What to produce: Sift the material for lines containing "EmbeddingQueue", and return them.

Exercise materials:
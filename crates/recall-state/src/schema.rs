//! Row definitions for the recall SurrealDB tables
//!
//! Tables:
//! - memories: Expert memory records with facet embeddings
//! - embedding_jobs: FIFO queue of pending embedding work
//! - team_knowledge: Structured per-team beliefs
//! - matchup_memories: Orientation-sensitive head-to-head history
//!
//! Rows convert to and from the `storage_traits` types at the boundary.

use chrono::{DateTime, Utc};
use serde::{Deserialize, Serialize};

use crate::storage_traits::{
    ActualOutcome, ContextualFactor, EmbeddingJob, EmbeddingStatus, FacetEmbeddings, JobId,
    KnowledgeEntry, MatchupMemory, MemoryId, MemoryRecord, PredictionData,
};

/// Module for serializing chrono DateTime to SurrealDB datetime format
pub(crate) mod surreal_datetime {
    use chrono::{DateTime, Utc};
    use serde::{self, Deserialize, Deserializer, Serializer};
    use surrealdb::sql::Datetime as SurrealDatetime;

    pub fn serialize<S>(date: &DateTime<Utc>, serializer: S) -> Result<S::Ok, S::Error>
    where
        S: Serializer,
    {
        let sd = SurrealDatetime::from(*date);
        serde::Serialize::serialize(&sd, serializer)
    }

    pub fn deserialize<'de, D>(deserializer: D) -> Result<DateTime<Utc>, D::Error>
    where
        D: Deserializer<'de>,
    {
        let sd = SurrealDatetime::deserialize(deserializer)?;
        Ok(DateTime::from(sd))
    }
}

/// Module for serializing optional chrono DateTime to SurrealDB datetime format
pub(crate) mod surreal_datetime_opt {
    use chrono::{DateTime, Utc};
    use serde::{self, Deserialize, Deserializer, Serializer};
    use surrealdb::sql::Datetime as SurrealDatetime;

    pub fn serialize<S>(date: &Option<DateTime<Utc>>, serializer: S) -> Result<S::Ok, S::Error>
    where
        S: Serializer,
    {
        match date {
            Some(d) => {
                let sd = SurrealDatetime::from(*d);
                serde::Serialize::serialize(&Some(sd), serializer)
            }
            None => serde::Serialize::serialize(&None::<SurrealDatetime>, serializer),
        }
    }

    pub fn deserialize<'de, D>(deserializer: D) -> Result<Option<DateTime<Utc>>, D::Error>
    where
        D: Deserializer<'de>,
    {
        let sd = Option::<SurrealDatetime>::deserialize(deserializer)?;
        Ok(sd.map(DateTime::from))
    }
}

/// Row in `memories`
#[derive(Debug, Clone, Serialize, Deserialize)]
pub struct MemoryRow {
    /// SurrealDB record ID
    #[serde(default, skip_serializing)]
    pub id: Option<surrealdb::sql::Thing>,
    pub memory_id: String,
    pub expert_id: String,
    pub game_id: String,
    pub home_team: Option<String>,
    pub away_team: Option<String>,
    #[serde(default)]
    pub contextual_factors: Vec<ContextualFactor>,
    pub prediction: Option<PredictionData>,
    pub outcome: Option<ActualOutcome>,
    #[serde(default)]
    pub lessons_learned: Vec<String>,
    pub embedding_status: EmbeddingStatus,
    #[serde(default)]
    pub embeddings: FacetEmbeddings,
    pub embedding_model: Option<String>,
    #[serde(default, with = "surreal_datetime_opt")]
    pub embedding_generated_at: Option<DateTime<Utc>>,
    #[serde(with = "surreal_datetime")]
    pub created_at: DateTime<Utc>,
}

impl From<MemoryRecord> for MemoryRow {
    fn from(r: MemoryRecord) -> Self {
        MemoryRow {
            id: None,
            memory_id: r.memory_id.0,
            expert_id: r.expert_id,
            game_id: r.game_id,
            home_team: r.home_team,
            away_team: r.away_team,
            contextual_factors: r.contextual_factors,
            prediction: r.prediction,
            outcome: r.outcome,
            lessons_learned: r.lessons_learned,
            embedding_status: r.embedding_status,
            embeddings: r.embeddings,
            embedding_model: r.embedding_model,
            embedding_generated_at: r.embedding_generated_at,
            created_at: r.created_at,
        }
    }
}

impl From<MemoryRow> for MemoryRecord {
    fn from(row: MemoryRow) -> Self {
        MemoryRecord {
            memory_id: MemoryId(row.memory_id),
            expert_id: row.expert_id,
            game_id: row.game_id,
            home_team: row.home_team,
            away_team: row.away_team,
            contextual_factors: row.contextual_factors,
            prediction: row.prediction,
            outcome: row.outcome,
            lessons_learned: row.lessons_learned,
            embedding_status: row.embedding_status,
            embeddings: row.embeddings,
            embedding_model: row.embedding_model,
            embedding_generated_at: row.embedding_generated_at,
            created_at: row.created_at,
        }
    }
}

/// Row in `embedding_jobs`
#[derive(Debug, Clone, Serialize, Deserialize)]
pub struct JobRow {
    #[serde(default, skip_serializing)]
    pub id: Option<surrealdb::sql::Thing>,
    pub job_id: String,
    pub memory_id: String,
    pub tries: u32,
    #[serde(with = "surreal_datetime")]
    pub enqueued_at: DateTime<Utc>,
    pub claimed_by: Option<String>,
    #[serde(default, with = "surreal_datetime_opt")]
    pub claim_expires_at: Option<DateTime<Utc>>,
}

impl From<EmbeddingJob> for JobRow {
    fn from(j: EmbeddingJob) -> Self {
        JobRow {
            id: None,
            job_id: j.job_id.0,
            memory_id: j.memory_id.0,
            tries: j.tries,
            enqueued_at: j.enqueued_at,
            claimed_by: j.claimed_by,
            claim_expires_at: j.claim_expires_at,
        }
    }
}

impl From<JobRow> for EmbeddingJob {
    fn from(row: JobRow) -> Self {
        EmbeddingJob {
            job_id: JobId(row.job_id),
            memory_id: MemoryId(row.memory_id),
            tries: row.tries,
            enqueued_at: row.enqueued_at,
            claimed_by: row.claimed_by,
            claim_expires_at: row.claim_expires_at,
        }
    }
}

/// Row in `team_knowledge`
#[derive(Debug, Clone, Serialize, Deserialize)]
pub struct KnowledgeRow {
    #[serde(default, skip_serializing)]
    pub id: Option<surrealdb::sql::Thing>,
    pub expert_id: String,
    pub team_id: String,
    pub knowledge_type: String,
    pub knowledge_summary: String,
    pub confidence_level: f64,
    #[serde(with = "surreal_datetime")]
    pub updated_at: DateTime<Utc>,
}

impl From<KnowledgeEntry> for KnowledgeRow {
    fn from(k: KnowledgeEntry) -> Self {
        KnowledgeRow {
            id: None,
            expert_id: k.expert_id,
            team_id: k.team_id,
            knowledge_type: k.knowledge_type,
            knowledge_summary: k.knowledge_summary,
            confidence_level: k.confidence_level,
            updated_at: k.updated_at,
        }
    }
}

impl From<KnowledgeRow> for KnowledgeEntry {
    fn from(row: KnowledgeRow) -> Self {
        KnowledgeEntry {
            expert_id: row.expert_id,
            team_id: row.team_id,
            knowledge_type: row.knowledge_type,
            knowledge_summary: row.knowledge_summary,
            confidence_level: row.confidence_level,
            updated_at: row.updated_at,
        }
    }
}

/// Row in `matchup_memories`
#[derive(Debug, Clone, Serialize, Deserialize)]
pub struct MatchupRow {
    #[serde(default, skip_serializing)]
    pub id: Option<surrealdb::sql::Thing>,
    pub expert_id: String,
    pub team_a_id: String,
    pub team_b_id: String,
    pub summary: String,
    pub games_analyzed: u32,
    pub expert_accuracy: Option<f64>,
    #[serde(with = "surreal_datetime")]
    pub updated_at: DateTime<Utc>,
}

impl From<MatchupMemory> for MatchupRow {
    fn from(m: MatchupMemory) -> Self {
        MatchupRow {
            id: None,
            expert_id: m.expert_id,
            team_a_id: m.team_a_id,
            team_b_id: m.team_b_id,
            summary: m.summary,
            games_analyzed: m.games_analyzed,
            expert_accuracy: m.expert_accuracy,
            updated_at: m.updated_at,
        }
    }
}

impl From<MatchupRow> for MatchupMemory {
    fn from(row: MatchupRow) -> Self {
        MatchupMemory {
            expert_id: row.expert_id,
            team_a_id: row.team_a_id,
            team_b_id: row.team_b_id,
            summary: row.summary,
            games_analyzed: row.games_analyzed,
            expert_accuracy: row.expert_accuracy,
            updated_at: row.updated_at,
        }
    }
}

/// One row of a `GROUP BY embedding_status` coverage query
#[derive(Debug, Clone, Deserialize)]
pub struct StatusCountRow {
    pub embedding_status: EmbeddingStatus,
    pub n: u64,
}

#[cfg(test)]
mod tests {
    use super::*;

    #[test]
    fn memory_row_round_trip_preserves_fields() {
        let rec = MemoryRecord::new("e1", "g1")
            .with_teams("KC", "BUF")
            .with_factor("weather", "wind 20mph")
            .with_lesson("trust the run game in wind");
        let row = MemoryRow::from(rec.clone());
        assert!(row.id.is_none());
        let back = MemoryRecord::from(row);
        assert_eq!(back, rec);
    }

    #[test]
    fn job_row_keeps_claim() {
        let mut job = EmbeddingJob::new(MemoryId("m1".into()));
        job.claimed_by = Some("w1".into());
        job.tries = 2;
        let back = EmbeddingJob::from(JobRow::from(job.clone()));
        assert_eq!(back, job);
    }
}
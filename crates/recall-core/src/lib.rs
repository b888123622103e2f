//! Recall Core Library
//!
//! Turns prediction/outcome records into searchable facet embeddings and
//! retrieves time-aware context bundles for an expert's next forecast.

pub mod config;
pub mod embedding;
pub mod error;
pub mod facets;
pub mod ingest;
pub mod obs;
pub mod profile;
pub mod prompt;
pub mod retrieval;
pub mod telemetry;
pub mod temporal;

pub use config::{EmbeddingConfig, RetrievalConfig, WorkerConfig};
pub use embedding::{EmbeddingError, EmbeddingProvider, OpenAiEmbeddings};
pub use error::{RecallError, Result};
pub use facets::{FacetTextRenderer, FacetTexts};
pub use ingest::{backoff_delay, IngestWorker, JobOutcome, MemoryRecorder, PassReport};
pub use profile::{ExpertTemporalProfile, ProfileRegistry};
pub use prompt::PromptFormatter;
pub use retrieval::{
    lookup_matchup, DegradeReason, LookupSection, MatchupOrientation, OrientedMatchup,
    PartialLookupFailure, RetrievalBundle, RetrievalOrchestrator, RetrievalQuery,
};
pub use telemetry::init_tracing;
pub use temporal::{adjusted_half_life, blended_score, decay, rerank, SeasonContext};

pub use recall_state::{
    EmbeddingStatus, KnowledgeEntry, MatchupMemory, MemoryId, MemoryRecord, ScoredMemory,
};
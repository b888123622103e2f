//! Recall-State: storage layer for expert episodic memory
//!
//! This crate owns everything that touches persisted memories: the storage
//! contracts the domain layer depends on, in-memory fakes for tests, the
//! SurrealDB backend, and the ranking math both share.
//!
//! ## Layer 0 - Data/Persistence
//!
//! Focus: embedding lifecycle integrity, queue ordering, and blended search.
//!
//! ## Key Components
//!
//! - `MemoryStore` / `EmbeddingQueue`: Memory records and their embedding jobs
//! - `ExpertMemorySearch`: Similarity + recency search over ready memories
//! - `TeamKnowledgeStore` / `MatchupStore`: Structured per-team and head-to-head knowledge
//! - `SurrealMemoryStore`: SurrealDB implementation of all of the above

pub mod connect;
mod error;
pub mod fakes;
mod migrations;
pub mod ranking;
mod schema;
pub mod storage_traits;
pub mod surreal_store;

pub use connect::{CloudConfig, StoreConfig};
pub use error::{StateError, StorageError};
pub use ranking::RankingError;
pub use storage_traits::{
    ActualOutcome, ContextualFactor, CoverageStats, EmbeddingJob, EmbeddingQueue,
    EmbeddingStatus, EmbeddingWrite, ExpertMemorySearch, FacetEmbeddings, JobId, KnowledgeEntry,
    MatchupMemory, MatchupStore, MemoryId, MemoryRecord, MemoryStore, PredictionData,
    ScoredMemory, SearchRequest, StorageResult, TeamKnowledgeStore,
};
pub use surreal_store::SurrealMemoryStore;

/// Result type for recall-state setup operations
pub type Result<T> = std::result::Result<T, StateError>;
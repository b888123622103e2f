//! Plain-text rendering of a [`RetrievalBundle`].

use std::fmt::Write;

use recall_state::{KnowledgeEntry, ScoredMemory};

use crate::retrieval::{MatchupOrientation, RetrievalBundle};

/// Renders a bundle as `## label` sections separated by blank lines. Empty
/// sections are omitted; an empty bundle renders as an empty string.
#[derive(Debug, Clone, Copy, Default)]
pub struct PromptFormatter;

impl PromptFormatter {
    pub fn new() -> Self {
        Self
    }

    pub fn format(&self, bundle: &RetrievalBundle) -> String {
        let mut sections: Vec<(String, String)> = Vec::new();

        if !bundle.episodic.is_empty() {
            let mut s = String::new();
            for (i, m) in bundle.episodic.iter().enumerate() {
                let _ = writeln!(s, "{}. {}", i + 1, experience_line(m));
            }
            sections.push(("Relevant past experiences".into(), s));
        }

        for (team, entries) in [
            (&bundle.home_team, &bundle.home_knowledge),
            (&bundle.away_team, &bundle.away_knowledge),
        ] {
            if let (Some(team), false) = (team, entries.is_empty()) {
                sections.push((format!("{team} knowledge"), knowledge_lines(entries)));
            }
        }

        if let Some(m) = &bundle.matchup {
            let mut s = String::new();
            let _ = write!(
                s,
                "- {} vs {} ({} games analyzed",
                m.memory.team_a_id, m.memory.team_b_id, m.memory.games_analyzed
            );
            if let Some(acc) = m.memory.expert_accuracy {
                let _ = write!(s, ", accuracy {:.0}%", acc * 100.0);
            }
            if m.orientation == MatchupOrientation::Reversed {
                s.push_str(", reversed orientation");
            }
            let _ = writeln!(s, "): {}", m.memory.summary.trim());
            sections.push(("Head-to-head history".into(), s));
        }

        sections
            .iter()
            .map(|(label, body)| format!("## {label}\n{}", body.trim_end()))
            .collect::<Vec<_>>()
            .join("\n\n")
    }
}

fn experience_line(m: &ScoredMemory) -> String {
    let record = &m.memory;
    let mut line = match (&record.away_team, &record.home_team) {
        (Some(away), Some(home)) => format!("{away} at {home} ({})", record.game_id),
        _ => record.game_id.clone(),
    };

    if let Some(winner) = record
        .prediction
        .as_ref()
        .and_then(|p| p.predicted_winner.as_deref())
    {
        let _ = write!(line, ": predicted {winner}");
    }
    if let Some(o) = &record.outcome {
        if let Some(winner) = &o.winner {
            let _ = write!(line, ", actual {winner}");
        }
        if let (Some(h), Some(a)) = (o.home_score, o.away_score) {
            let _ = write!(line, " {h}-{a}");
        }
    }
    let _ = write!(
        line,
        " [similarity {:.2}, recency {:.2}]",
        m.similarity_score, m.recency_score
    );

    let lessons: Vec<&str> = record
        .lessons_learned
        .iter()
        .map(|l| l.trim())
        .filter(|l| !l.is_empty())
        .collect();
    if !lessons.is_empty() {
        let _ = write!(line, " Lessons: {}", lessons.join("; "));
    }
    line
}

fn knowledge_lines(entries: &[KnowledgeEntry]) -> String {
    let mut s = String::new();
    for k in entries {
        let _ = writeln!(
            s,
            "- {} ({:.0}% confidence): {}",
            k.knowledge_type,
            k.confidence_level * 100.0,
            k.knowledge_summary.trim()
        );
    }
    s
}

#[cfg(test)]
mod tests {
    use super::*;
    use crate::retrieval::OrientedMatchup;
    use chrono::Utc;
    use recall_state::{ActualOutcome, MatchupMemory, MemoryRecord, PredictionData};

    fn bundle() -> RetrievalBundle {
        RetrievalBundle {
            expert_id: "contrarian".into(),
            home_team: Some("KC".into()),
            away_team: Some("BUF".into()),
            episodic: Vec::new(),
            home_knowledge: Vec::new(),
            away_knowledge: Vec::new(),
            matchup: None,
            degraded: Vec::new(),
            elapsed_ms: 0,
        }
    }

    #[test]
    fn empty_bundle_renders_nothing() {
        assert_eq!(PromptFormatter::new().format(&bundle()), "");
    }

    #[test]
    fn renders_populated_sections_only() {
        let mut b = bundle();
        let record = MemoryRecord::new("contrarian", "2024_W10_BUF_KC")
            .with_teams("KC", "BUF")
            .with_prediction(PredictionData {
                predicted_winner: Some("BUF".into()),
                ..Default::default()
            })
            .with_outcome(ActualOutcome {
                winner: Some("KC".into()),
                home_score: Some(27),
                away_score: Some(24),
            })
            .with_lesson("home crowd mattered");
        b.episodic.push(ScoredMemory {
            memory: record,
            similarity_score: 0.81,
            recency_score: 0.5,
            blended_score: 0.6,
        });
        b.home_knowledge.push(KnowledgeEntry {
            expert_id: "contrarian".into(),
            team_id: "KC".into(),
            knowledge_type: "late_game".into(),
            knowledge_summary: "closes well".into(),
            confidence_level: 0.9,
            updated_at: Utc::now(),
        });
        b.matchup = Some(OrientedMatchup {
            memory: MatchupMemory {
                expert_id: "contrarian".into(),
                team_a_id: "BUF".into(),
                team_b_id: "KC".into(),
                summary: "tight games".into(),
                games_analyzed: 4,
                expert_accuracy: Some(0.75),
                updated_at: Utc::now(),
            },
            orientation: MatchupOrientation::Reversed,
        });

        let text = PromptFormatter::new().format(&b);
        assert!(text.starts_with("## Relevant past experiences\n1. "));
        assert!(text.contains("BUF at KC (2024_W10_BUF_KC): predicted BUF, actual KC 27-24"));
        assert!(text.contains("Lessons: home crowd mattered"));
        assert!(text.contains("\n\n## KC knowledge\n- late_game (90% confidence): closes well"));
        assert!(!text.contains("BUF knowledge"));
        assert!(text.contains("## Head-to-head history\n- BUF vs KC (4 games analyzed"));
        assert!(text.contains("accuracy 75%, reversed orientation"));
    }
}
//! Decay, seasonal adjustment, and blending properties over input grids.

use recall_core::{
    adjusted_half_life, blended_score, decay, ExpertTemporalProfile, FacetTextRenderer,
    MemoryRecord, ProfileRegistry, RecallError, SeasonContext,
};

const HALF_LIVES: [f64; 6] = [0.5, 7.0, 45.0, 180.0, 365.0, 540.0];

#[test]
fn decay_anchor_points_hold_for_every_half_life() {
    for h in HALF_LIVES {
        assert_eq!(decay(0.0, h).unwrap(), 1.0, "h={h}");
        assert!((decay(h, h).unwrap() - 0.5).abs() < 1e-12, "h={h}");
        assert!((decay(2.0 * h, h).unwrap() - 0.25).abs() < 1e-12, "h={h}");
    }
}

#[test]
fn decay_never_increases_with_age() {
    for h in HALF_LIVES {
        let mut prev = 1.0;
        for step in 0..=2_000 {
            let d = decay(step as f64 * 0.5, h).unwrap();
            assert!(d <= prev, "h={h} age={}", step as f64 * 0.5);
            prev = d;
        }
    }
}

#[test]
fn future_dated_memories_score_one() {
    assert_eq!(decay(-30.0, 90.0).unwrap(), 1.0);
}

#[test]
fn bad_half_life_is_a_configuration_error() {
    for h in [0.0, -1.0, f64::NAN, f64::INFINITY] {
        assert!(
            matches!(decay(10.0, h), Err(RecallError::Configuration(_))),
            "h={h}"
        );
    }
    assert!(adjusted_half_life(0.0, SeasonContext { week: 5, richness: 0.5 }).is_err());
}

#[test]
fn blended_score_stays_in_unit_interval() {
    let grid: Vec<f64> = (0..=10).map(|i| i as f64 / 10.0).collect();
    for &sw in &grid {
        let tw = 1.0 - sw;
        for &sim in &grid {
            for &rec in &grid {
                let b = blended_score(sw, tw, sim, rec);
                assert!((-1e-12..=1.0 + 1e-12).contains(&b), "sw={sw} sim={sim} rec={rec}");
            }
        }
    }
}

#[test]
fn seasonal_half_life_shrinks_with_richness_and_week() {
    let base = 120.0;
    for week in 0..=18 {
        let mut prev = f64::INFINITY;
        for i in 0..=10 {
            let richness = i as f64 / 10.0;
            let h = adjusted_half_life(base, SeasonContext { week, richness }).unwrap();
            assert!(h <= prev, "week={week} richness={richness}");
            assert!((0.5 * base..=2.0 * base).contains(&h));
            prev = h;
        }
    }
    for i in 0..=10 {
        let richness = i as f64 / 10.0;
        let mut prev = f64::INFINITY;
        for week in 0..=18 {
            let h = adjusted_half_life(base, SeasonContext { week, richness }).unwrap();
            assert!(h <= prev, "week={week} richness={richness}");
            prev = h;
        }
    }
}

#[test]
fn seasonal_half_life_is_deterministic() {
    let s = SeasonContext { week: 3, richness: 0.35 };
    assert_eq!(
        adjusted_half_life(200.0, s).unwrap(),
        adjusted_half_life(200.0, s).unwrap()
    );
    // Out-of-range richness is clamped, not rejected.
    assert_eq!(
        adjusted_half_life(200.0, SeasonContext { week: 9, richness: 4.0 }).unwrap(),
        adjusted_half_life(200.0, SeasonContext { week: 9, richness: 1.0 }).unwrap()
    );
}

#[test]
fn every_roster_profile_blends_within_bounds() {
    let registry = ProfileRegistry::with_default_roster().unwrap();
    for name in [
        "momentum_rider",
        "gut_instinct",
        "market_reader",
        "contrarian",
        "statistics_purist",
        "veteran_analyst",
    ] {
        let p = registry.get(name).unwrap();
        for age in [0.0, 30.0, 365.0, 2_000.0] {
            let r = p.recency_for(age, None).unwrap();
            let b = p.blended_score(1.0, r);
            assert!((0.0..=1.0 + 1e-12).contains(&b), "{name} age={age}");
        }
    }
    assert!(ExpertTemporalProfile::new("bad", 90.0, 0.7, 0.7).is_err());
}

#[test]
fn combined_text_present_whenever_any_facet_is() {
    let renderer = FacetTextRenderer::new();
    let records = [
        MemoryRecord::new("e", "g").with_factor("rest", "short week"),
        MemoryRecord::new("e", "g").with_lesson("fade public favourites"),
        MemoryRecord::new("e", "g")
            .with_teams("KC", "BUF")
            .with_factor("weather", "wind"),
    ];
    for record in &records {
        let texts = renderer.render(record);
        assert!(!texts.combined.is_empty());
    }
    assert!(renderer.render(&MemoryRecord::new("e", "g")).is_empty());
}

Result for this task:
//! - `MemoryStore` / `EmbeddingQueue`: Memory records and their embedding jobs
    ActualOutcome, ContextualFactor, CoverageStats, EmbeddingJob, EmbeddingQueue,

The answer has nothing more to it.